#### PROMPT
Using only the records, tally the lines with "utils" in them and state that total by itself.

Data excerpts:
┌────────

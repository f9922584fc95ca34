/*!
 * Practitioner Availability HTTP Handlers
 *
 * Weekly template read/replace, free-slot queries (single date and
 * batch), the batch conflict check, and availability exceptions.
 */

use axum::{
    extract::{Path, Query, State},
    http::StatusCode,
    response::IntoResponse,
    Extension, Json,
};
use chrono::{Duration, NaiveDate};
use serde::{Deserialize, Serialize};
use serde_json::json;
use validator::Validate;

use crate::handlers::{require_member, require_self_or_admin, require_staff, AppState};
use crate::models::settings::BookingRestrictionSettings;
use crate::models::appointment_type::AppointmentType;
use crate::models::{
    ActorKind, AuthContext, AvailabilityPeriod, CreateExceptionRequest, WeeklyAvailabilityRequest,
    WeeklyAvailabilityResponse,
};
use crate::services::availability_service::{
    filter_slots_by_resources, free_slots, overlaps, schedule_conflict, ConflictDetail,
};
use crate::services::booking_policy::{check_booking_window, check_lead_time};
use crate::services::{AvailabilityService, CalendarService};
use crate::utils::time::{clinic_now, format_hhmm, parse_hhmm};
use crate::utils::{AppError, ConflictKind, Result};

const MAX_BATCH_PRACTITIONERS: usize = 10;
const MAX_BATCH_DATES: usize = 62;

/// GET /api/clinic/practitioners/{id}/availability/default
pub async fn get_weekly_availability(
    State(state): State<AppState>,
    Extension(ctx): Extension<AuthContext>,
    Path(practitioner_id): Path<i64>,
) -> Result<impl IntoResponse> {
    require_member(&ctx)?;

    let service = AvailabilityService::new(state.pool.clone());
    let template = service
        .weekly_template(practitioner_id, ctx.clinic_id)
        .await?;

    let mut days: Vec<Vec<AvailabilityPeriod>> = vec![Vec::new(); 7];
    for row in template {
        let index = row.day_of_week as usize;
        if index < 7 {
            days[index].push(AvailabilityPeriod {
                start_time: format_hhmm(row.start_time),
                end_time: format_hhmm(row.end_time),
            });
        }
    }

    Ok((
        StatusCode::OK,
        Json(WeeklyAvailabilityResponse {
            user_id: practitioner_id,
            days,
        }),
    ))
}

/// PUT /api/clinic/practitioners/{id}/availability/default
///
/// Replace the full weekly template. Practitioners manage their own;
/// admins manage anyone's.
pub async fn put_weekly_availability(
    State(state): State<AppState>,
    Extension(ctx): Extension<AuthContext>,
    Path(practitioner_id): Path<i64>,
    Json(request): Json<WeeklyAvailabilityRequest>,
) -> Result<impl IntoResponse> {
    require_self_or_admin(&ctx, practitioner_id)?;
    request
        .validate()
        .map_err(|e| AppError::Validation(format!("Validation error: {}", e)))?;
    let days = request.parsed().map_err(AppError::Validation)?;

    let service = AvailabilityService::new(state.pool.clone());
    service
        .replace_weekly_template(practitioner_id, ctx.clinic_id, &days)
        .await?;
    Ok((StatusCode::OK, Json(json!({"message": "預設時段已更新"}))))
}

/// One free slot in responses
#[derive(Debug, Serialize)]
pub struct SlotResponse {
    pub start_time: String,
    pub end_time: String,
}

/// Query parameters for the single-date slot query
#[derive(Debug, Deserialize)]
pub struct SlotsQuery {
    pub date: NaiveDate,
    pub appointment_type_id: i64,
    pub exclude_calendar_event_id: Option<i64>,
}

/// GET /api/clinic/practitioners/{id}/availability/slots
///
/// Clinic members see the raw free slots; a patient (LIFF) caller gets
/// the additional booking-restriction filtering applied.
pub async fn get_available_slots(
    State(state): State<AppState>,
    Extension(ctx): Extension<AuthContext>,
    Path(practitioner_id): Path<i64>,
    Query(query): Query<SlotsQuery>,
) -> Result<impl IntoResponse> {
    let slots = compute_slots(
        &state,
        &ctx,
        practitioner_id,
        &[query.date],
        query.appointment_type_id,
        query.exclude_calendar_event_id,
    )
    .await?;
    let day_slots = slots.into_iter().next().map(|(_, s)| s).unwrap_or_default();
    Ok((StatusCode::OK, Json(json!({ "date": query.date, "slots": day_slots }))))
}

/// Request body for the multi-date slot query
#[derive(Debug, Deserialize)]
pub struct BatchSlotsRequest {
    pub dates: Vec<NaiveDate>,
    pub appointment_type_id: i64,
    pub exclude_calendar_event_id: Option<i64>,
}

/// POST /api/clinic/practitioners/{id}/availability/slots/batch
pub async fn get_available_slots_batch(
    State(state): State<AppState>,
    Extension(ctx): Extension<AuthContext>,
    Path(practitioner_id): Path<i64>,
    Json(request): Json<BatchSlotsRequest>,
) -> Result<impl IntoResponse> {
    if request.dates.is_empty() || request.dates.len() > MAX_BATCH_DATES {
        return Err(AppError::Validation(format!(
            "日期數量必須介於 1 到 {}",
            MAX_BATCH_DATES
        )));
    }

    let slots = compute_slots(
        &state,
        &ctx,
        practitioner_id,
        &request.dates,
        request.appointment_type_id,
        request.exclude_calendar_event_id,
    )
    .await?;

    let results: Vec<_> = slots
        .into_iter()
        .map(|(date, day_slots)| json!({ "date": date, "slots": day_slots }))
        .collect();
    Ok((StatusCode::OK, Json(json!({ "results": results }))))
}

/// Shared slot computation: batched loads, then per-date slot math.
/// Patient callers additionally have the booking restrictions applied
/// to each candidate start.
async fn compute_slots(
    state: &AppState,
    ctx: &AuthContext,
    practitioner_id: i64,
    dates: &[NaiveDate],
    appointment_type_id: i64,
    exclude_calendar_event_id: Option<i64>,
) -> Result<Vec<(NaiveDate, Vec<SlotResponse>)>> {
    let clinic_id = ctx.clinic_id;
    let patient_facing = ctx.actor == ActorKind::Patient;
    let appointment_type = load_service(state, clinic_id, appointment_type_id).await?;
    let restrictions = load_booking_restrictions(state, clinic_id).await?;

    let availability = AvailabilityService::new(state.pool.clone());
    let schedules = availability
        .day_schedules(&[practitioner_id], clinic_id, dates)
        .await?;
    let requirements = availability.resource_requirements(appointment_type_id).await?;

    let now = clinic_now();
    let mut results = Vec::with_capacity(dates.len());
    for &date in dates {
        let schedule = schedules
            .get(&(practitioner_id, date))
            .cloned()
            .unwrap_or_default();
        let mut slots = free_slots(
            &schedule,
            appointment_type.duration_minutes as i64,
            appointment_type.scheduling_buffer_minutes as i64,
            restrictions.step_size_minutes,
            exclude_calendar_event_id,
        );
        if !requirements.is_empty() {
            let pool = availability.resource_pool(clinic_id, date).await?;
            slots = filter_slots_by_resources(slots, &pool, &requirements);
        }
        if patient_facing {
            slots.retain(|&(start, _)| {
                check_lead_time(&restrictions, now, date, start).is_ok()
                    && check_booking_window(&restrictions, now.date(), date).is_ok()
            });
        }
        results.push((
            date,
            slots
                .into_iter()
                .map(|(start, end)| SlotResponse {
                    start_time: format_hhmm(start),
                    end_time: format_hhmm(end),
                })
                .collect(),
        ));
    }
    Ok(results)
}

/// Request body for the batch conflict check
#[derive(Debug, Deserialize)]
pub struct BatchConflictRequest {
    pub practitioner_ids: Vec<i64>,
    pub date: NaiveDate,
    /// `HH:MM`
    pub start_time: String,
    pub appointment_type_id: i64,
    pub exclude_calendar_event_id: Option<i64>,
    /// When set, these concrete instances are checked instead of the
    /// service's requirements
    pub selected_resource_ids: Option<Vec<i64>>,
}

/// One practitioner's verdict in the batch conflict response
#[derive(Debug, Serialize)]
pub struct PractitionerConflict {
    pub practitioner_id: i64,
    pub conflict: Option<ConflictDetail>,
}

/// POST /api/clinic/practitioners/availability/conflicts/batch
///
/// Classify the highest-priority conflict per practitioner for a
/// proposed slot. Staff only; exceptions surface as warnings here but do
/// not stop a staff booking.
pub async fn batch_conflict_check(
    State(state): State<AppState>,
    Extension(ctx): Extension<AuthContext>,
    Json(request): Json<BatchConflictRequest>,
) -> Result<impl IntoResponse> {
    require_staff(&ctx)?;
    if request.practitioner_ids.is_empty()
        || request.practitioner_ids.len() > MAX_BATCH_PRACTITIONERS
    {
        return Err(AppError::Validation(format!(
            "治療師數量必須介於 1 到 {}",
            MAX_BATCH_PRACTITIONERS
        )));
    }
    let start_time =
        parse_hhmm(&request.start_time).ok_or_else(|| AppError::Validation("時間格式錯誤".to_string()))?;

    let appointment_type = load_service(&state, ctx.clinic_id, request.appointment_type_id).await?;
    let duration = appointment_type.duration_minutes as i64;
    let end_time = start_time + Duration::minutes(duration);

    let availability = AvailabilityService::new(state.pool.clone());
    let schedules = availability
        .day_schedules(&request.practitioner_ids, ctx.clinic_id, &[request.date])
        .await?;
    let requirements = availability
        .resource_requirements(request.appointment_type_id)
        .await?;
    let pool = availability.resource_pool(ctx.clinic_id, request.date).await?;

    let resource_blocked = match &request.selected_resource_ids {
        Some(selected) => selected.iter().any(|resource_id| {
            pool.allocations
                .get(resource_id)
                .map(|spans| spans.iter().any(|&(s, e)| overlaps(start_time, end_time, s, e)))
                .unwrap_or(false)
        }),
        None => !requirements.is_empty() && !pool.can_satisfy(&requirements, start_time, end_time),
    };

    let results: Vec<PractitionerConflict> = request
        .practitioner_ids
        .iter()
        .map(|&practitioner_id| {
            let schedule = schedules
                .get(&(practitioner_id, request.date))
                .cloned()
                .unwrap_or_default();
            let mut conflict = schedule_conflict(
                &schedule,
                start_time,
                duration,
                request.exclude_calendar_event_id,
            );
            if conflict.is_none() && resource_blocked {
                conflict = Some(ConflictDetail {
                    kind: ConflictKind::ResourceConflict,
                    message: ConflictKind::ResourceConflict.message().to_string(),
                    calendar_event_id: None,
                });
            }
            PractitionerConflict {
                practitioner_id,
                conflict,
            }
        })
        .collect();

    Ok((StatusCode::OK, Json(json!({ "results": results }))))
}

/// POST /api/clinic/practitioners/{id}/availability/exceptions
pub async fn create_exception(
    State(state): State<AppState>,
    Extension(ctx): Extension<AuthContext>,
    Path(practitioner_id): Path<i64>,
    Json(request): Json<CreateExceptionRequest>,
) -> Result<impl IntoResponse> {
    require_self_or_admin(&ctx, practitioner_id)?;
    request
        .validate()
        .map_err(|e| AppError::Validation(format!("Validation error: {}", e)))?;

    let service = CalendarService::new(state.pool.clone());
    let (exception, overlapped) = service
        .create_exception(ctx.clinic_id, practitioner_id, &request)
        .await?;

    let body = if overlapped.is_empty() {
        json!({ "exception": exception })
    } else {
        json!({
            "exception": exception,
            "warning": "此休診時段與現有預約重疊，相關預約仍然有效",
            "overlapping_appointment_ids": overlapped,
        })
    };
    Ok((StatusCode::OK, Json(body)))
}

/// DELETE /api/clinic/practitioners/{id}/availability/exceptions/{eid}
pub async fn delete_exception(
    State(state): State<AppState>,
    Extension(ctx): Extension<AuthContext>,
    Path((practitioner_id, calendar_event_id)): Path<(i64, i64)>,
) -> Result<impl IntoResponse> {
    require_self_or_admin(&ctx, practitioner_id)?;

    let service = CalendarService::new(state.pool.clone());
    service
        .delete_exception(ctx.clinic_id, practitioner_id, calendar_event_id)
        .await?;
    Ok(StatusCode::NO_CONTENT)
}

async fn load_service(
    state: &AppState,
    clinic_id: i64,
    appointment_type_id: i64,
) -> Result<AppointmentType> {
    sqlx::query_as::<_, AppointmentType>(
        r#"
        SELECT * FROM appointment_types
        WHERE id = $1 AND clinic_id = $2 AND is_deleted = FALSE
        "#,
    )
    .bind(appointment_type_id)
    .bind(clinic_id)
    .fetch_optional(&state.pool)
    .await?
    .ok_or_else(|| AppError::NotFound("預約類型不存在".to_string()))
}

async fn load_booking_restrictions(
    state: &AppState,
    clinic_id: i64,
) -> Result<BookingRestrictionSettings> {
    let settings: serde_json::Value =
        sqlx::query_scalar("SELECT settings FROM clinics WHERE id = $1")
            .bind(clinic_id)
            .fetch_optional(&state.pool)
            .await?
            .ok_or_else(|| AppError::NotFound("診所不存在".to_string()))?;
    let parsed = crate::models::ClinicSettings::from_value(settings)
        .map_err(AppError::Internal)?;
    Ok(parsed.booking_restriction_settings)
}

└────────

#### SOLVED PROBLEM
2